Quantization of systems with temporally varying discretization I: Evolving Hilbert spaces
Philipp A. Hoehn
TL;DR
The paper develops a systematic quantum framework for variational discrete systems with temporally evolving discretizations, where dynamics are generated by propagators constructed from the action $S_{n+1}$ and enforced by group-averaging constraints. It shows how evolving Hilbert spaces and cylindrical consistency arise when discretizations change in time, and how constrained move composition leads to both finite state sums and potential divergences that are regularized by gauge fixing. A key insight is that physical Hilbert spaces and Dirac observables become move-dependent under coarse-graining or refining evolution, with non-unitary projections capturing irreversible changes in information content. The approach unifies covariant state-sum and canonical pictures, frames the path integral as a projector onto constraint-satisfying states, and connects to a discrete general boundary formulation relevant for quantum gravity models.
Abstract
A temporally varying discretization often features in discrete gravitational systems and appears in lattice field theory models subject to a coarse graining or refining dynamics.
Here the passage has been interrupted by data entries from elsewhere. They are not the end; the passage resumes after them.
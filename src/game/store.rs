//! Session registry abstraction
//!
//! The lobby only talks to [`SessionStore`], so where active sessions live
//! (process memory, an external cache, a database) can change without
//! touching game logic.

use crate::core::Session;
use crate::error::StoreError;
use rustc_hash::FxHashMap;
use std::fmt;

/// Opaque identity of a player, supplied by the caller
#[derive(Debug, Clone, PartialEq, Eq, Hash, PartialOrd, Ord)]
pub struct PlayerId(String);

impl PlayerId {
    #[must_use]
    pub fn new(id: impl Into<String>) -> Self {
        Self(id.into())
    }

    #[must_use]
    pub fn as_str(&self) -> &str {
        &self.0
    }
}

impl From<&str> for PlayerId {
    fn from(id: &str) -> Self {
        Self::new(id)
    }
}

impl From<String> for PlayerId {
    fn from(id: String) -> Self {
        Self(id)
    }
}

impl fmt::Display for PlayerId {
    fn fmt(&self, f: &mut fmt::Formatter<'_>) -> fmt::Result {
        write!(f, "{}", self.0)
    }
}

/// Storage for active sessions, keyed by player
///
/// Sessions are handed out by value: a caller loads, mutates, and saves back.
/// Backends that keep sessions elsewhere serialize at those two points.
pub trait SessionStore {
    /// The active session for `player`, if any
    ///
    /// # Errors
    ///
    /// Returns `StoreError` if the backend fails.
    fn load(&self, player: &PlayerId) -> Result<Option<Session>, StoreError>;

    /// Insert or replace the active session for `player`
    ///
    /// # Errors
    ///
    /// Returns `StoreError` if the backend fails.
    fn save(&mut self, player: &PlayerId, session: Session) -> Result<(), StoreError>;

    /// Remove and return the active session for `player`
    ///
    /// # Errors
    ///
    /// Returns `StoreError` if the backend fails.
    fn delete(&mut self, player: &PlayerId) -> Result<Option<Session>, StoreError>;

    /// Whether `player` has an active session
    ///
    /// # Errors
    ///
    /// Returns `StoreError` if the backend fails.
    fn contains(&self, player: &PlayerId) -> Result<bool, StoreError> {
        Ok(self.load(player)?.is_some())
    }
}

/// Process-local store; lost on restart
#[derive(Debug, Default)]
pub struct InMemoryStore {
    sessions: FxHashMap<PlayerId, Session>,
}

impl InMemoryStore {
    #[must_use]
    pub fn new() -> Self {
        Self::default()
    }

    #[must_use]
    pub fn len(&self) -> usize {
        self.sessions.len()
    }

    #[must_use]
    pub fn is_empty(&self) -> bool {
        self.sessions.is_empty()
    }
}

impl SessionStore for InMemoryStore {
    fn load(&self, player: &PlayerId) -> Result<Option<Session>, StoreError> {
        Ok(self.sessions.get(player).cloned())
    }

    fn save(&mut self, player: &PlayerId, session: Session) -> Result<(), StoreError> {
        self.sessions.insert(player.clone(), session);
        Ok(())
    }

    fn delete(&mut self, player: &PlayerId) -> Result<Option<Session>, StoreError> {
        Ok(self.sessions.remove(player))
    }

    fn contains(&self, player: &PlayerId) -> Result<bool, StoreError> {
        Ok(self.sessions.contains_key(player))
    }
}
//! Interactive TUI interface

mod app;
mod rendering;

pub use app::{App, InputMode, Message, MessageStyle, Statistics, run_tui};
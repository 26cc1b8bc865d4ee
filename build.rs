//! Build script to generate embedded word lists
//!
//! Reads word list files and generates Rust source code with const arrays.

use std::env;
use std::fs;
use std::io::Write;
use std::path::Path;

fn main() {
    let out_dir = env::var("OUT_DIR").unwrap();

    // Ordered solutions: line N is puzzle number N
    generate_word_list(
        "data/solutions.txt",
        &Path::new(&out_dir).join("solutions.rs"),
        "SOLUTIONS",
        "Ordered daily solutions (index 0 is the first calendar puzzle)",
    );

    // Extra guesses that are never solutions
    generate_word_list(
        "data/allowed.txt",
        &Path::new(&out_dir).join("allowed.rs"),
        "ALLOWED",
        "Additional acceptable guesses that are not solutions",
    );

    println!("cargo:rerun-if-changed=data/solutions.txt");
    println!("cargo:rerun-if-changed=data/allowed.txt");
}

fn generate_word_list(input_path: &str, output_path: &Path, const_name: &str, doc_comment: &str) {
    let content = fs::read_to_string(input_path)
        .unwrap_or_else(|e| panic!("Failed to read {input_path}: {e}"));

    let words: Vec<&str> = content
        .lines()
        .map(str::trim)
        .filter(|line| !line.is_empty())
        .collect();
    let count = words.len();

    let mut output = fs::File::create(output_path)
        .unwrap_or_else(|e| panic!("Failed to create {}: {e}", output_path.display()));

    writeln!(output, "// Generated word list").unwrap();
    writeln!(output, "//").unwrap();
    writeln!(output, "// {doc_comment}").unwrap();
    writeln!(output).unwrap();
    writeln!(output, "/// {doc_comment}").unwrap();
    writeln!(output, "pub const {const_name}: &[&str] = &[").unwrap();

    for word in words {
        writeln!(output, "    \"{}\",", word.to_lowercase()).unwrap();
    }

    writeln!(output, "];").unwrap();
    writeln!(output).unwrap();
    writeln!(output, "/// Number of words in {const_name}").unwrap();
    writeln!(output, "pub const {const_name}_COUNT: usize = {count};").unwrap();
}
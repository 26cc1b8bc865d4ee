//! Wordle Rules
//!
//! Rules engine for a daily five-letter word puzzle: scoring guesses, tracking
//! a player's session, and choosing the puzzle for a given day.
//!
//! # Quick Start
//!
//! ```rust
//! use wordle_rules::core::{Correctness, Session, score};
//!
//! // Score a single guess
//! let scored = score("snail", "parts");
//! assert_eq!(scored.correctness()[0], Correctness::Present);
//!
//! // Play a session
//! let mut session = Session::new("parts", 6, 0);
//! session.guess("pants").unwrap();
//! assert!(session.can_play());
//! println!("{}", session.render(false));
//! ```

// Core rules: scoring and sessions
pub mod core;

// Error types
pub mod error;

// Game configuration
pub mod config;

// Word lists
pub mod wordlists;

// Puzzle selection
pub mod puzzle;

// Multi-player command handling
pub mod game;

// Command implementations
pub mod commands;

// Terminal output formatting
pub mod output;

// Interactive TUI interface
pub mod interactive;
//! Score command
//!
//! Scores a single guess against a given solution, outside of any session.

use crate::core::{ScoredGuess, ScoringRule};

/// Result of scoring a guess
pub struct ScoreResult {
    pub guess: String,
    pub solution: String,
    pub rule: ScoringRule,
    pub scored: ScoredGuess,
}

/// Score `guess` against `solution` with `rule`
///
/// # Errors
///
/// Returns an error if either word is empty or contains anything but letters,
/// or if their lengths differ.
pub fn score_words(guess: &str, solution: &str, rule: ScoringRule) -> Result<ScoreResult, String> {
    let guess = normalize("guess", guess)?;
    let solution = normalize("solution", solution)?;

    let (guess_len, solution_len) = (guess.chars().count(), solution.chars().count());
    if guess_len != solution_len {
        return Err(format!(
            "Guess has {guess_len} letters but the solution has {solution_len}"
        ));
    }

    let scored = rule.score(&guess, &solution);
    Ok(ScoreResult {
        guess,
        solution,
        rule,
        scored,
    })
}

fn normalize(label: &str, word: &str) -> Result<String, String> {
    let word = word.trim().to_lowercase();
    if word.is_empty() || !word.chars().all(|c| c.is_ascii_lowercase()) {
        return Err(format!("Invalid {label}: '{word}' must contain only letters"));
    }
    Ok(word)
}

#[cfg(test)]
mod tests {
    use super::*;
    use crate::core::Correctness;

    #[test]
    fn score_valid_words() {
        let result = score_words("Snail", "parts", ScoringRule::Standard).unwrap();
        assert_eq!(result.guess, "snail");
        assert_eq!(result.solution, "parts");
        assert_eq!(result.scored.letters()[0].correctness(), Correctness::Present);
    }

    #[test]
    fn score_respects_rule() {
        let standard = score_words("geese", "crane", ScoringRule::Standard).unwrap();
        let naive = score_words("geese", "crane", ScoringRule::Naive).unwrap();
        assert_ne!(standard.scored, naive.scored);
        assert_eq!(naive.rule, ScoringRule::Naive);
    }

    #[test]
    fn score_length_mismatch() {
        let err = score_words("part", "parts", ScoringRule::Standard).err().unwrap();
        assert_eq!(err, "Guess has 4 letters but the solution has 5");
    }

    #[test]
    fn score_rejects_non_letters() {
        assert!(score_words("pa1ts", "parts", ScoringRule::Standard).is_err());
        assert!(score_words("parts", "", ScoringRule::Standard).is_err());
    }
}
//! Simple interactive CLI mode
//!
//! Line-based game loop over a [`Lobby`], for terminals without the TUI.

use crate::game::{CommandArgs, Lobby, PlayerId, SessionStore};
use chrono::Utc;
use std::io::{self, BufRead, Write};

/// Player identity used by the single-player terminal modes
pub const LOCAL_PLAYER: &str = "local";

/// Run the simple interactive CLI mode
///
/// Reads commands (`start`, `guess <word>`, `stop`, `help`) from `input` until
/// `quit` or end of input. A bare word is treated as a guess.
///
/// # Errors
///
/// Returns an error if reading input or writing output fails.
pub fn run_simple<S, R, W>(lobby: &mut Lobby<S>, input: R, mut output: W) -> io::Result<()>
where
    S: SessionStore,
    R: BufRead,
    W: Write,
{
    let player = PlayerId::from(LOCAL_PLAYER);

    writeln!(output, "Wordle - type `help` for commands, `quit` to exit.")?;
    prompt(&mut output)?;

    for line in input.lines() {
        let line = line?;
        let trimmed = line.trim();

        match trimmed {
            "" => {}
            "quit" | "exit" | "q" => {
                writeln!(output, "Thanks for playing!")?;
                return Ok(());
            }
            _ => {
                let reply = match parse_line(trimmed) {
                    Ok(args) => {
                        let reply = lobby.handle(&player, &args, Utc::now());
                        match reply.public {
                            Some(share) => format!("{}\n\n{share}", reply.private),
                            None => reply.private,
                        }
                    }
                    Err(err) => format!("{err}. Type `help` for commands."),
                };
                writeln!(output, "{reply}")?;
            }
        }

        prompt(&mut output)?;
    }

    Ok(())
}

/// A lone word that isn't an action is shorthand for `guess <word>`
fn parse_line(line: &str) -> Result<CommandArgs, crate::error::ParseError> {
    CommandArgs::parse(line).or_else(|err| {
        let is_single_word =
            !line.contains(char::is_whitespace) && line.chars().all(|c| c.is_ascii_alphabetic());
        if is_single_word {
            Ok(CommandArgs::guess(line))
        } else {
            Err(err)
        }
    })
}

fn prompt<W: Write>(output: &mut W) -> io::Result<()> {
    write!(output, "> ")?;
    output.flush()
}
To better understand such discretization changing dynamics in the quantum theory, an according formalism for constrained variational discrete systems is constructed. While the present manuscript focuses on global evolution moves and, for simplicity, restricts to Euclidean configuration spaces, a companion article discusses local evolution moves. In order to link the covariant and canonical picture, the dynamics of the quantum states is generated by propagators which satisfy the canonical constraints and are constructed using the action and group averaging projectors. This projector formalism offers a systematic method for tracing and regularizing divergences in the resulting state sums. Non-trivial coarse graining evolution moves lead to non-unitary, and thus irreversible, projections of physical Hilbert spaces and Dirac observables such that these concepts become evolution move dependent on temporally varying discretizations. The formalism is illustrated in a toy model mimicking a `creation from nothing'. Subtleties arising when applying such a formalism to quantum gravity models are discussed.